Myosins are mechanochemical proteins characterized by the presence of a motor domain, an actin-binding domain, a neck domain that interacts with other proteins, and a tail domain that serves as an anchor. Myosin VIIA is an unconventional myosin with the longest tail (1360 aa). The tail is expected to dimerize, resulting in a two-headed molecule. Unconventional myosins have diverse functions in eukaryotic cells and are primarily thought to be involved in the movement or linkage of intra-cellular membranes and organelles to the actin cytoskeleton via interactions mediated by their highly divergent tail domains.

MYO7A is expressed in a number of mammalian tissues, including testis, kidney, lung, inner ear, retina and the ciliated epithelium of the nasal mucosa.

== Clinical significance ==
Mutations in the MYO7A gene cause the Usher syndrome type 1B, a combined deafness/blindness disorder.
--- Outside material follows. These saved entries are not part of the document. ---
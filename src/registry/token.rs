//! Relay of token requests from the proxy's `/v2/auth` to the upstream realm

use crate::error::Result;
use crate::logging::Logger;
use crate::proxy::context::ProxyRequestContext;
use crate::proxy::transport::{UpstreamTransport, passthrough};
use crate::registry::auth::{AuthProber, ProbeResult};
use crate::registry::challenge::AuthChallenge;
use crate::registry::scope::canonicalize_scope;
use axum::http::{HeaderValue, header};
use axum::response::Response;
use url::Url;

const SERVICE_PARAM: &str = "service";
const SCOPE_PARAM: &str = "scope";

#[derive(Debug, Clone)]
pub struct TokenRelay {
    prober: AuthProber,
    transport: UpstreamTransport,
    output: Logger,
}

impl TokenRelay {
    pub fn new(prober: AuthProber, transport: UpstreamTransport, output: Logger) -> Self {
        Self {
            prober,
            transport,
            output,
        }
    }

    pub async fn relay(&self, ctx: &ProxyRequestContext) -> Result<Response> {
        // Anonymous re-probe: the realm is rediscovered on every token request
        let challenge = match self.prober.probe(&ctx.route, None).await? {
            ProbeResult::ChallengeRequired(challenge) => challenge,
            ProbeResult::Authenticated(response) | ProbeResult::UpstreamError(response) => {
                self.output.info(&format!(
                    "Upstream {} issued no challenge ({}), passing through",
                    ctx.route.base(),
                    response.status()
                ));
                return Ok(passthrough(response));
            }
        };

        let token_url = build_token_url(
            &challenge,
            ctx.query.as_deref(),
            ctx.route.kind.is_docker_hub(),
        );
        self.output.detail(&format!(
            "Requesting token from {} (credentials: {})",
            token_url,
            if ctx.authorization().is_some() { "client" } else { "anonymous" }
        ));

        let mut request = self.transport.client(true).get(token_url);
        if let Some(authorization) = ctx.authorization() {
            request = request.header(header::AUTHORIZATION, authorization.clone());
        }
        request = request.header(
            header::ACCEPT,
            ctx.header(header::ACCEPT)
                .cloned()
                .unwrap_or_else(|| HeaderValue::from_static("application/json")),
        );
        if let Some(user_agent) = ctx.header(header::USER_AGENT) {
            request = request.header(header::USER_AGENT, user_agent.clone());
        }

        let response = self.transport.send(request, "token request").await?;
        if !response.status().is_success() {
            self.output.warning(&format!(
                "Token issuer {} answered {}",
                challenge.realm,
                response.status()
            ));
        }
        Ok(passthrough(response))
    }
}

/// Realm URL with `service`, canonical `scope`s, and the client's remaining parameters.
///
/// `service` and `scope` from the client or the realm itself never survive:
/// the canonical values replace them.
pub fn build_token_url(challenge: &AuthChallenge, client_query: Option<&str>, library_namespace: bool) -> Url {
    let is_reserved = |key: &str| key == SERVICE_PARAM || key == SCOPE_PARAM;

    let realm_params: Vec<(String, String)> = challenge
        .realm
        .query_pairs()
        .filter(|(key, _)| !is_reserved(&**key))
        .map(|(key, value)| (key.into_owned(), value.into_owned()))
        .collect();

    let mut scopes = Vec::new();
    let mut client_params = Vec::new();
    if let Some(query) = client_query {
        for (key, value) in url::form_urlencoded::parse(query.as_bytes()) {
            match &*key {
                SCOPE_PARAM if !value.is_empty() => {
                    scopes.push(canonicalize_scope(&value, library_namespace))
                }
                key if is_reserved(key) => {}
                key if realm_params.iter().any(|(existing, _)| existing == key) => {}
                _ => client_params.push((key.to_string(), value.into_owned())),
            }
        }
    }

    let mut url = challenge.realm.clone();
    url.set_query(None);
    {
        let mut pairs = url.query_pairs_mut();
        for (key, value) in &realm_params {
            pairs.append_pair(key, value);
        }
        pairs.append_pair(SERVICE_PARAM, &challenge.service);
        for scope in &scopes {
            pairs.append_pair(SCOPE_PARAM, scope);
        }
        for (key, value) in &client_params {
            pairs.append_pair(key, value);
        }
    }
    url
}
Affected individuals are typically profoundly deaf at birth and then undergo progressive retinal degeneration.

==Model organisms==

Myo7a mutant mouse phenotype
| Characteristic | Phenotype |
| Homozygote viability | Normal |
| Fertility | Normal |
| Body weight | Abnormal |
| Anxiety | Normal |
| Neurological assessment | Abnormal |
| Grip strength | Abnormal |
| Hot plate | Abnormal |
| Dysmorphology | Normal |
| Indirect calorimetry | Abnormal |
| Glucose tolerance test | Abnormal |
| Auditory brainstem response | Abnormal |
| DEXA | Abnormal |
| Radiography | Abnormal |
| Body temperature | Normal |
| Eye morphology | Normal |
| Clinical chemistry | Abnormal |
| Plasma immunoglobulins | Normal |
| Haematology | Normal |
| Peripheral blood lymphocytes | Normal |
| Micronucleus test | Normal |
| Heart weight | Normal |
| Tail epidermis wholemount | Normal |
| Skin Histopathology | Normal |
All tests and analysis from

Model organisms have been used in the study of MYO7A function. A spontaneous mutant mouse line, called Myo7a^{sh1-6J} was generated. Male and female animals underwent a standardized phenotypic screen to determine the effects of deletion. Twenty three tests were carried out on mutant mice and ten significant abnormalities were observed. Male homozygous mutant mice displayed a decreased body weight, a decrease in body fat, improved glucose tolerance and abnormal pelvic girdle bone morphology. Homozygous mutant mice of both sex displayed various abnormalities in a modified SHIRPA test, including abnormal gait, tail dragging and an absence of pinna reflex, a decrease in grip strength, an increased thermal pain threshold, severe hearing impairment and a number of abnormal indirect calorimetry and clinical chemistry parameters.